Di tebing curam Gunung Rinjani, empat relawan menolak pulang sebelum jasad pendaki Brasil bisa kembali ke keluarganya. Berbekal tali, tekad, dan rasa tanggung jawab, mereka menggantungkan hidup di lereng yang nyaris tak bersahabat.
Lombok Timur, 4 Juli 2025 – Tragedi pendakian menimpa seorang wanita muda asal Brasil, Juliana Marins, di Gunung Rinjani. Pada Sabtu pagi, 21 Juni, ia tergelincir ke jurang sedalam hampir 600 meter. Evakuasi yang berlangsung selama tiga hari kemudian melibatkan tim gabungan dari Basarnas, Brimob, SAR Lombok Timur, dan komunitas lokal Rinjani Squad, yang dipimpin oleh Abdul Haris Agam.

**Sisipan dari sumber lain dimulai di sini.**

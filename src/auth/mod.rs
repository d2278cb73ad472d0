//! Authentication for the topstats.gg API.
//!
//! topstats.gg authenticates with a single API token passed in the
//! `Authorization` header.

mod token;

pub use token::{ApiToken, TOKEN_ENV_VAR};
//! Composite rate limiting across several sliding windows.

use std::sync::Arc;

use futures_util::future::join_all;

use crate::rate_limit::SlidingWindow;

/// A group of [`SlidingWindow`] limiters entered and exited together.
///
/// The windows are shared, not owned: the client's global window sits at the
/// front of every endpoint's group. Acquisition always walks the windows in
/// the same order, so two groups sharing the global window cannot deadlock.
#[derive(Debug, Clone)]
pub struct RateLimiters {
    windows: Vec<Arc<SlidingWindow>>,
}

impl RateLimiters {
    /// Create a group from windows in acquisition order.
    pub fn new(windows: Vec<Arc<SlidingWindow>>) -> Self {
        Self { windows }
    }

    /// Wait until every window in the group grants entry, in order.
    pub async fn acquire(&self) {
        for window in &self.windows {
            window.acquire().await;
        }
    }

    /// Record the call in every window.
    ///
    /// Windows are released independently; a window that is busy does not
    /// hold back the others.
    pub async fn release(&self) {
        join_all(self.windows.iter().map(|window| window.release())).await;
    }

    /// The windows in acquisition order.
    pub fn windows(&self) -> &[Arc<SlidingWindow>] {
        &self.windows
    }
}

#[cfg(test)]
mod tests {
    use std::time::Duration;

    use tokio::time::Instant;

    use super::*;

    async fn fill(limiters: &RateLimiters, calls: usize) {
        for _ in 0..calls {
            limiters.acquire().await;
            limiters.release().await;
        }
    }

    #[tokio::test(start_paused = true)]
    async fn test_release_records_in_every_window() {
        let a = Arc::new(SlidingWindow::new(5, Duration::from_secs(1)));
        let b = Arc::new(SlidingWindow::new(5, Duration::from_secs(1)));
        let limiters = RateLimiters::new(vec![a.clone(), b.clone()]);

        fill(&limiters, 2).await;

        assert_eq!(a.len().await, 2);
        assert_eq!(b.len().await, 2);
    }

    #[tokio::test(start_paused = true)]
    async fn test_waits_at_least_as_long_as_stricter_window() {
        let loose = Arc::new(SlidingWindow::new(10, Duration::from_secs(1)));
        let strict = Arc::new(SlidingWindow::new(1, Duration::from_secs(2)));
        let limiters = RateLimiters::new(vec![loose.clone(), strict.clone()]);

        fill(&limiters, 1).await;

        let start = Instant::now();
        limiters.acquire().await;
        assert!(start.elapsed() >= Duration::from_secs(2));
    }

    #[tokio::test(start_paused = true)]
    async fn test_shared_window_limits_both_groups() {
        let global = Arc::new(SlidingWindow::new(2, Duration::from_secs(1)));
        let first = RateLimiters::new(vec![
            global.clone(),
            Arc::new(SlidingWindow::new(10, Duration::from_secs(1))),
        ]);
        let second = RateLimiters::new(vec![
            global.clone(),
            Arc::new(SlidingWindow::new(10, Duration::from_secs(1))),
        ]);

        fill(&first, 1).await;
        fill(&second, 1).await;

        let start = Instant::now();
        first.acquire().await;
        assert!(start.elapsed() > Duration::ZERO);
        assert_eq!(global.len().await, 2);
    }
}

Proses evakuasi dilakukan dengan teknik rappelling dan lifting, menggunakan bor batu untuk membuat anchor di tebing, dengan tali sepanjang lebih dari seribu meter. Medan yang ekstrem, cuaca tak menentu, dan minimnya peralatan membuat misi ini menjadi salah satu yang paling berisiko.
Agam mengisahkan bahwa ia semula berada di Jakarta saat insiden terjadi. Setelah mengetahui kondisi medan dan lokasi jatuhnya Juliana, ia segera kembali dan langsung menyusun jalur evakuasi bersama tim lapangan. “Saya memang tidak di lokasi saat Juliana jatuh. Waktu itu saya masih di Jakarta,” kata Agam saat ditemui di Pos Sembalun. “Tapi begitu saya tahu lokasinya di tebing curam dan tim kesulitan akses, saya langsung pulang dan bantu susun jalur evakuasi dari bawah.”
Evakuasi mencapai puncaknya saat sebagian tim harus kembali karena risiko longsor dan keterbatasan logistik. Agam bersama tiga relawan lainnya memutuskan untuk tetap tinggal di lokasi jenazah, bermalam di tebing tanpa tenda maupun sleeping bag.